At a glance.
- Facebook, Twitter CEOs to testify before US Senate committees.
- CISA describes new DPRK cyberespionage effort.
Big Tech to testify (again, and again.)
Messrs. Zuckerberg and Dorsey, who are facing accusations of censorship disguised as misinformation mitigation, are set to testify before the Senate Commerce Committee today alongside Pichai, SeekingAlpha reports. Twitter plans to fight for Section 230 as “the Internet’s most important law for free speech and safety,” while Facebook has signaled a meeker approach with openness to change and a desire for Congressional guidance. Zuckerberg says “Congress should update the law,” although it’s played an important historical role in the platforms’ development and protection of speech. (And TechDirt denounces him as a sellout and a trimmer.) Dorsey thinks revisions might “collapse how we communicate on the Internet,” worrying without irony that “only a small number of giant and well-funded technology companies” would survive and “all voices” might not be heard. Forbes claims the irony lies in Republicans undermining legislation that shields conservative spin, and predicts the hearing will devolve into political theater.
Mid next month the Twitter and Facebook CEOs will testify before the Senate Judiciary Committee about their “censorship and suppression of New York Post articles” and “handling of the 2020 election,” according to a Judiciary announcement.
Hidden Cobra revealed: CISA tells Korea experts to look out.
A CISA, FBI, and US Cyber Command alert directed at businesses details with unusual candor the known tactics, techniques, and procedures (TTPs) of North Korean intelligence gathering group Kimsuky, a division of Hidden Cobra that’s been in play since 2012. Kimsuky’s favored methods are spearphishing, social engineering, and watering hole attacks, and its primary marks are Washington, Tokyo, and Seoul. The APT group targets think tanks and subject matter experts with the goal of obtaining information about plans impacting the Korean Peninsula, particularly as they relate to defense, sanctions, or nuclear policy. Cryptocurrency companies are also being attacked. Parties fitting these criteria should beef up their security and stand guard. The advisory specifically recommends setting up multi-factor authentication, security awareness training, and spearphishing defenses. Documented spearphishing attempts have used security alerts, the coronavirus, and proposed interviews as bait.
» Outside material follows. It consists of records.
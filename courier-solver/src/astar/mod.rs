//! A* shortest-path search over a [`StreetGraph`].
//!
//! The heuristic is the great-circle distance to the goal, which never
//! exceeds any road distance. The goal test happens when a successor is
//! generated, so the search returns as soon as an expanded coordinate has a
//! segment ending at the goal.

mod frontier;

use courier_core::{
    ExpandableMap, GeoCoordinate, Leg, PathFinder, RouteError, StreetGraph, StreetSegment,
    great_circle_miles,
};

use frontier::{Frontier, SearchNode};

/// Configuration for [`AStarRouter`].
#[derive(Debug, Clone, Copy, Default, PartialEq, Eq)]
pub struct RouterConfig {
    /// Upper bound on node expansions per search; `None` searches until the
    /// frontier is empty.
    pub max_expansions: Option<usize>,
}

impl RouterConfig {
    /// Bound each search to `limit` expansions.
    #[must_use]
    pub const fn with_max_expansions(self, limit: usize) -> Self {
        Self {
            max_expansions: Some(limit),
            ..self
        }
    }
}

/// Point-to-point router over a borrowed or owned street graph.
///
/// Each call to [`route`](PathFinder::route) owns its own frontier and
/// explored stores, so one router can serve concurrent searches.
///
/// # Examples
/// ```
/// use courier_core::{GeoCoordinate, PathFinder, StreetMap, StreetSegment};
/// use courier_solver::AStarRouter;
///
/// let a: GeoCoordinate = "34.00 -118.00".parse()?;
/// let b: GeoCoordinate = "34.01 -118.00".parse()?;
/// let map = StreetMap::from_segments([StreetSegment::new(a.clone(), b.clone(), "Main St")]);
/// let router = AStarRouter::new(&map);
///
/// let leg = router.route(&a, &b).expect("adjacent vertices are connected");
/// assert_eq!(leg.segments.len(), 1);
/// assert!((leg.distance_miles - a.distance_miles(&b)).abs() < 1e-9);
/// # Ok::<(), courier_core::GeoCoordinateError>(())
/// ```
#[derive(Debug, Clone)]
pub struct AStarRouter<G> {
    graph: G,
    config: RouterConfig,
}

impl<G: StreetGraph> AStarRouter<G> {
    /// Router with no expansion budget.
    #[must_use]
    pub fn new(graph: G) -> Self {
        Self::with_config(graph, RouterConfig::default())
    }

    /// Router with explicit configuration.
    #[must_use]
    pub const fn with_config(graph: G, config: RouterConfig) -> Self {
        Self { graph, config }
    }

    /// The graph searched by this router.
    #[must_use]
    pub const fn graph(&self) -> &G {
        &self.graph
    }

    /// Active configuration.
    #[must_use]
    pub const fn config(&self) -> RouterConfig {
        self.config
    }

    fn search(
        &self,
        start: &GeoCoordinate,
        end: &GeoCoordinate,
    ) -> Result<Vec<StreetSegment>, RouteError> {
        let mut frontier = Frontier::default();
        let mut explored: ExpandableMap<GeoCoordinate, SearchNode> = ExpandableMap::new();
        frontier.push(
            start.clone(),
            SearchNode::origin(great_circle_miles(start, end)),
        );
        let mut expansions = 0_usize;

        while let Some((coordinate, node)) = frontier.pop() {
            if explored
                .find(&coordinate)
                .is_some_and(|seen| seen.estimated_total <= node.estimated_total)
            {
                continue;
            }
            if self
                .config
                .max_expansions
                .is_some_and(|limit| expansions >= limit)
            {
                log::debug!("route {start} -> {end}: budget exhausted after {expansions} expansions");
                return Err(RouteError::BudgetExhausted { expansions });
            }
            expansions += 1;

            for segment in self.graph.outgoing_segments(&coordinate) {
                if segment.end == *end {
                    let goal = successor(&node, segment, end);
                    explored.associate(coordinate, node);
                    explored.associate(end.clone(), goal);
                    log::debug!("route {start} -> {end}: found after {expansions} expansions");
                    return reconstruct(&explored, start, end).ok_or_else(|| {
                        RouteError::NoRoute {
                            start: start.clone(),
                            end: end.clone(),
                        }
                    });
                }
                let next = successor(&node, segment, end);
                let superseded = frontier.has_better(&segment.end, next.estimated_total)
                    || explored
                        .find(&segment.end)
                        .is_some_and(|seen| seen.estimated_total < next.estimated_total);
                if !superseded {
                    frontier.push(segment.end.clone(), next);
                }
            }
            explored.associate(coordinate, node);
        }

        log::debug!("route {start} -> {end}: no route after {expansions} expansions");
        Err(RouteError::NoRoute {
            start: start.clone(),
            end: end.clone(),
        })
    }
}

#[expect(
    clippy::float_arithmetic,
    reason = "path costs are sums of great-circle distances"
)]
fn successor(parent: &SearchNode, segment: &StreetSegment, goal: &GeoCoordinate) -> SearchNode {
    let cost = parent.cost + segment.length_miles();
    SearchNode {
        cost,
        estimated_total: cost + great_circle_miles(&segment.end, goal),
        incoming: Some(segment.clone()),
    }
}

/// Walk incoming segments back from `end` until one starts at `start`.
///
/// Returns `None` if the back-pointer chain is broken or cyclic.
fn reconstruct(
    explored: &ExpandableMap<GeoCoordinate, SearchNode>,
    start: &GeoCoordinate,
    end: &GeoCoordinate,
) -> Option<Vec<StreetSegment>> {
    let mut path = Vec::new();
    let mut at = end;
    while at != start {
        let Some(segment) = explored.find(at).and_then(|node| node.incoming.as_ref()) else {
            log::warn!("route {start} -> {end}: back-pointer chain broken at {at}");
            debug_assert!(false, "explored node without incoming segment");
            return None;
        };
        if path.len() > explored.len() {
            log::warn!("route {start} -> {end}: back-pointer chain forms a cycle");
            debug_assert!(false, "cyclic back-pointer chain");
            return None;
        }
        path.push(segment.clone());
        at = &segment.start;
    }
    path.reverse();
    Some(path)
}

impl<G: StreetGraph> PathFinder for AStarRouter<G> {
    fn route(&self, start: &GeoCoordinate, end: &GeoCoordinate) -> Result<Leg, RouteError> {
        if start == end {
            return Ok(Leg::empty());
        }
        for coordinate in [start, end] {
            if !self.graph.contains(coordinate) {
                return Err(RouteError::InvalidLocation {
                    coordinate: coordinate.clone(),
                });
            }
        }
        self.search(start, end).map(Leg::from_segments)
    }

    fn is_routable(&self, coordinate: &GeoCoordinate) -> bool {
        self.graph.contains(coordinate)
    }
}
Katie Nickels, director of intelligence at threat detection and response specialists Red Canary, finds it significant that the US Intelligence Community is sharing this level of detail about the activities of a threat actor:
“My hope is that by the U.S. government continuing to share this level of detail in reporting, public-private relations will improve over time and contribute to better security on both sides.
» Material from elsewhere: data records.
//! Delivery manifest loading.
//!
//! The first non-blank line holds the depot as `<lat> <lon>`. Every later
//! non-blank line is one delivery written `<lat> <lon>:<item>`:
//!
//! ```text
//! 34.0625329 -118.4470263
//! 34.0636533 -118.4470480:Chicken tenders
//! 34.0632405 -118.4460000:B-Plate salmon
//! ```

use std::io::{self, BufRead, BufReader};

use camino::{Utf8Path, Utf8PathBuf};
use courier_core::{DeliveryRequest, GeoCoordinate, GeoCoordinateError};
use thiserror::Error;

use crate::fs::open_input;
use crate::lines::NumberedLines;

/// A depot and the deliveries to make from it.
#[derive(Debug, Clone, PartialEq, Eq)]
#[cfg_attr(feature = "serde", derive(serde::Serialize, serde::Deserialize))]
pub struct DeliveryManifest {
    /// Start and end of every tour.
    pub depot: GeoCoordinate,
    /// Deliveries in file order.
    pub deliveries: Vec<DeliveryRequest>,
}

/// Errors raised while loading a delivery manifest.
#[derive(Debug, Error)]
pub enum DeliveryLoadError {
    /// Opening the manifest failed.
    #[error("failed to open deliveries at {path}")]
    Open {
        /// Underlying I/O error.
        #[source]
        source: io::Error,
        /// Manifest path.
        path: Utf8PathBuf,
    },
    /// Reading a line failed.
    #[error("failed to read deliveries line {line}")]
    Read {
        /// Underlying I/O error.
        #[source]
        source: io::Error,
        /// Line being read.
        line: usize,
    },
    /// The input holds no depot line.
    #[error("deliveries input has no depot line")]
    MissingDepot,
    /// A delivery line has no `:` separating location and item.
    #[error("line {line}: expected `<lat> <lon>:<item>`, found {found:?}")]
    MissingItem {
        /// Offending line.
        line: usize,
        /// Text found on the line.
        found: String,
    },
    /// A location is not a valid coordinate.
    #[error("line {line}: invalid location")]
    InvalidLocation {
        /// Offending line.
        line: usize,
        /// Parse failure.
        #[source]
        source: GeoCoordinateError,
    },
}

/// Load a delivery manifest from `path`.
///
/// # Errors
/// Returns [`DeliveryLoadError::Open`] when the file cannot be opened,
/// otherwise any error from [`parse_deliveries`].
pub fn load_deliveries(path: &Utf8Path) -> Result<DeliveryManifest, DeliveryLoadError> {
    let file = open_input(path).map_err(|source| DeliveryLoadError::Open {
        source,
        path: path.to_path_buf(),
    })?;
    let manifest = parse_deliveries(BufReader::new(file))?;
    log::info!(
        "loaded {} deliveries from {path}",
        manifest.deliveries.len()
    );
    Ok(manifest)
}

/// Parse a delivery manifest from `reader`.
///
/// Blank lines are skipped. A manifest with a depot and no deliveries is
/// valid; the planner rejects it later.
///
/// # Errors
/// Returns a [`DeliveryLoadError`] naming the offending line.
///
/// # Examples
/// ```
/// use courier_data::parse_deliveries;
///
/// let manifest = parse_deliveries("0 0\n0 0.01:pizza\n".as_bytes()).expect("well formed");
/// assert_eq!(manifest.deliveries[0].item, "pizza");
/// ```
pub fn parse_deliveries<R: BufRead>(reader: R) -> Result<DeliveryManifest, DeliveryLoadError> {
    let mut lines = NumberedLines::new(reader);
    let mut depot = None;
    let mut deliveries = Vec::new();

    loop {
        let next = lines.next_line().map_err(|source| DeliveryLoadError::Read {
            source,
            line: lines.line() + 1,
        })?;
        let Some((line, text)) = next else {
            break;
        };
        let trimmed = text.trim();
        if trimmed.is_empty() {
            continue;
        }
        if depot.is_none() {
            depot = Some(parse_location(line, trimmed)?);
            continue;
        }
        let Some((location, item)) = trimmed.split_once(':') else {
            return Err(DeliveryLoadError::MissingItem {
                line,
                found: text.clone(),
            });
        };
        let item = item.trim();
        if item.is_empty() {
            return Err(DeliveryLoadError::MissingItem {
                line,
                found: text.clone(),
            });
        }
        deliveries.push(DeliveryRequest::new(parse_location(line, location)?, item));
    }

    let depot = depot.ok_or(DeliveryLoadError::MissingDepot)?;
    Ok(DeliveryManifest { depot, deliveries })
}

fn parse_location(line: usize, text: &str) -> Result<GeoCoordinate, DeliveryLoadError> {
    text.trim()
        .parse()
        .map_err(|source| DeliveryLoadError::InvalidLocation { line, source })
}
"Historically, the U.S. government has received a lot of criticism from the cybersecurity community about their reporting. Many times, governments are not able to share details of activity because of sensitive sources and methods they used to acquire the information. However, many researchers have criticized the government for not sharing actionable context and information about cyber threats. For example, DHS’s Automated Indicator Sharing (AIS) program has been widely criticized and was recently the subject of an Office of the Inspector General (OIG) report
"In a departure from that history, the report released today by DHS, FBI, and CYBERCOM contains many details about cyber threats that defenders could action. It provides both behavior-based details as well as indicators of compromise from both the endpoint and network perspectives, which would allow defenders with various collections and visibility to identify these threats.
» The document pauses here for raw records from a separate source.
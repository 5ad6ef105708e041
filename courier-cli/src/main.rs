//! Entry point for the command-line interface.
#![forbid(unsafe_code)]

use courier_cli::CliError;

fn main() {
    match courier_cli::run() {
        Ok(()) => {}
        Err(CliError::ArgumentParsing(err)) => err.exit(),
        Err(err) => {
            eprintln!("courier: {err}");
            std::process::exit(1);
        }
    }
}
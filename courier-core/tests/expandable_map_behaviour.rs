//! Behavioural tests for `ExpandableMap` growth and reset.

use std::cell::RefCell;

use courier_core::ExpandableMap;
use rstest::fixture;
use rstest_bdd_macros::{given, scenario, then, when};

const REPLACEMENT: u32 = 999;

#[derive(Debug, Default)]
struct MapWorld {
    map: RefCell<ExpandableMap<u32, u32>>,
}

#[fixture]
fn world() -> MapWorld {
    MapWorld::default()
}

#[given("an empty map with the default load factor")]
fn given_empty_map(world: &MapWorld) {
    world.map.replace(ExpandableMap::new());
}

#[when("I associate {count} distinct keys")]
fn when_associate_keys(world: &MapWorld, count: u32) {
    let mut map = world.map.borrow_mut();
    for key in 0..count {
        map.associate(key, key);
    }
}

#[when("I associate key {key} with a new value")]
fn when_overwrite_key(world: &MapWorld, key: u32) {
    world.map.borrow_mut().associate(key, REPLACEMENT);
}

#[when("I reset the map")]
fn when_reset(world: &MapWorld) {
    world.map.borrow_mut().reset();
}

#[then("the map holds {count} entries")]
fn then_len(world: &MapWorld, count: usize) {
    assert_eq!(world.map.borrow().len(), count);
}

#[then("the map has {buckets} buckets")]
fn then_capacity(world: &MapWorld, buckets: usize) {
    assert_eq!(world.map.borrow().capacity(), buckets);
}

#[then("key {key} has the new value")]
fn then_replaced(world: &MapWorld, key: u32) {
    assert_eq!(world.map.borrow().find(&key), Some(&REPLACEMENT));
}

#[scenario(path = "tests/features/expandable_map.feature", index = 0)]
fn growth_doubles_buckets(world: MapWorld) {
    let _ = world;
}

#[scenario(path = "tests/features/expandable_map.feature", index = 1)]
fn reassociation_replaces_value(world: MapWorld) {
    let _ = world;
}

#[scenario(path = "tests/features/expandable_map.feature", index = 2)]
fn reset_discards_entries(world: MapWorld) {
    let _ = world;
}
"Additionally, this report links to the research of other community members, including MITRE ATT&CK, Palo Alto Unit 42, and Securelist. I also credit some of the recent DHS changes to the CISA Director, Chris Krebs, who is active in the cybersecurity community and has been particularly visible on topics of election security. This report is just the latest in a series of recent reports with similar levels of detail.”
Erich Kron, security awareness advocate at KnowBe4, sees the warning as offering some perspective on the sophistication and seriousness of current cybercriminal threats. That Kimsuky is government-run shouldn't mislead you: it's interested in financial gain as well as espionage:
“This is another example of the seriousness of the modern cybercrime world and the resources behind them. With billions of dollars at stake every year and with warfare expanding to the digital realm in such a large way, it is no surprise that nation-states are involved. The days of thick manila envelopes full of papers, traditional dossiers on people or stealthy microfilm cameras whisking away our information are gone. Now, it is all a bunch of ones and zeros in easily searched databases.
"Given the success of social media attacks, it is also no surprise that email phishing is the top choice of attack vectors. To defend against these attacks, organizations must stay up to date on the current phishing trends and educate their employees on how to spot and report these types of attacks.”